//! Terminal actions of a chain.

use super::context::Context;
use super::error::Error;
use super::middleware::Middleware;
use std::fmt;
use std::sync::Arc;

/// Success value produced by a chain.
///
/// An absent handler succeeds with `Default::default()`, so every success
/// type needs a neutral value.
pub trait Output: Default + 'static {}

impl<T: Default + 'static> Output for T {}

/// Result of invoking a handler or middleware.
pub type Outcome<T = ()> = Result<T, Error>;

pub(crate) type HandlerFn<T> = dyn Fn(&Context) -> Outcome<T> + Send + Sync;

/// Terminal action over a context.
///
/// A `Handler` is a cheaply clonable, shareable function. The absent handler
/// ([`Handler::none`], also the `Default`) is a no-op that succeeds with
/// `T::default()`, so a middleware may always call its continuation.
///
/// # Example
///
/// ```rust
/// use waypoint::core::{Context, Handler};
///
/// let greet = Handler::new(|ctx: &Context| {
///     Ok(format!("hello {}", ctx.value::<&str>("name").copied().unwrap_or("stranger")))
/// });
///
/// let ctx = Context::new().with_value("name", "ada");
/// assert_eq!(greet.call(&ctx).unwrap(), "hello ada");
/// ```
pub struct Handler<T = ()> {
    inner: Option<Arc<HandlerFn<T>>>,
}

impl<T: Output> Handler<T> {
    /// Create a handler from a function.
    pub fn new<F>(f: F) -> Self
    where
        F: Fn(&Context) -> Outcome<T> + Send + Sync + 'static,
    {
        Self {
            inner: Some(Arc::new(f)),
        }
    }

    /// The absent handler.
    pub fn none() -> Self {
        Self { inner: None }
    }

    /// True for the absent handler.
    pub fn is_none(&self) -> bool {
        self.inner.is_none()
    }

    /// Invoke the handler.
    pub fn call(&self, ctx: &Context) -> Outcome<T> {
        match &self.inner {
            Some(f) => f(ctx),
            None => Ok(T::default()),
        }
    }

    /// Wrap this handler in `mws`.
    ///
    /// The first middleware runs first: `h.using([a, b])` runs `a`, then `b`,
    /// then `h`. Absent middlewares are skipped.
    pub fn using<I>(self, mws: I) -> Self
    where
        I: IntoIterator<Item = Middleware<T>>,
        I::IntoIter: DoubleEndedIterator,
    {
        mws.into_iter().rev().fold(self, |h, mw| mw.then(h))
    }
}

impl<T> Clone for Handler<T> {
    fn clone(&self) -> Self {
        Self {
            inner: self.inner.clone(),
        }
    }
}

impl<T> Default for Handler<T> {
    fn default() -> Self {
        Self { inner: None }
    }
}

impl<T> fmt::Debug for Handler<T> {
    fn fmt(&self, f: &mut fmt::Formatter<'_>) -> fmt::Result {
        match self.inner {
            Some(_) => f.write_str("Handler"),
            None => f.write_str("Handler(none)"),
        }
    }
}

▬▬▬

* Task details
The records above are to be given again in full, word for word.

* Exercise solution
//! Terminal actions of a chain.

use super::context::Context;
use super::error::Error;
use super::middleware::Middleware;
use std::fmt;
use std::sync::Arc;

/// Success value produced by a chain.
///
/// An absent handler succeeds with `Default::default()`, so every success
/// type needs a neutral value.
pub trait Output: Default + 'static {}

impl<T: Default + 'static> Output for T {}

/// Result of invoking a handler or middleware.
pub type Outcome<T = ()> = Result<T, Error>;

pub(crate) type HandlerFn<T> = dyn Fn(&Context) -> Outcome<T> + Send + Sync;

/// Terminal action over a context.
///
/// A `Handler` is a cheaply clonable, shareable function. The absent handler
/// ([`Handler::none`], also the `Default`) is a no-op that succeeds with
/// `T::default()`, so a middleware may always call its continuation.
///
/// # Example
///
/// ```rust
/// use waypoint::core::{Context, Handler};
///
/// let greet = Handler::new(|ctx: &Context| {
///     Ok(format!("hello {}", ctx.value::<&str>("name").copied().unwrap_or("stranger")))
/// });
///
/// let ctx = Context::new().with_value("name", "ada");
/// assert_eq!(greet.call(&ctx).unwrap(), "hello ada");
/// ```
pub struct Handler<T = ()> {
    inner: Option<Arc<HandlerFn<T>>>,
}

impl<T: Output> Handler<T> {
    /// Create a handler from a function.
    pub fn new<F>(f: F) -> Self
    where
        F: Fn(&Context) -> Outcome<T> + Send + Sync + 'static,
    {
        Self {
            inner: Some(Arc::new(f)),
        }
    }

    /// The absent handler.
    pub fn none() -> Self {
        Self { inner: None }
    }

    /// True for the absent handler.
    pub fn is_none(&self) -> bool {
        self.inner.is_none()
    }

    /// Invoke the handler.
    pub fn call(&self, ctx: &Context) -> Outcome<T> {
        match &self.inner {
            Some(f) => f(ctx),
            None => Ok(T::default()),
        }
    }

    /// Wrap this handler in `mws`.
    ///
    /// The first middleware runs first: `h.using([a, b])` runs `a`, then `b`,
    /// then `h`. Absent middlewares are skipped.
    pub fn using<I>(self, mws: I) -> Self
    where
        I: IntoIterator<Item = Middleware<T>>,
        I::IntoIter: DoubleEndedIterator,
    {
        mws.into_iter().rev().fold(self, |h, mw| mw.then(h))
    }
}

impl<T> Clone for Handler<T> {
    fn clone(&self) -> Self {
        Self {
            inner: self.inner.clone(),
        }
    }
}

impl<T> Default for Handler<T> {
    fn default() -> Self {
        Self { inner: None }
    }
}

impl<T> fmt::Debug for Handler<T> {
    fn fmt(&self, f: &mut fmt::Formatter<'_>) -> fmt::Result {
        match self.inner {
            Some(_) => f.write_str("Handler"),
            None => f.write_str("Handler(none)"),
        }
    }
}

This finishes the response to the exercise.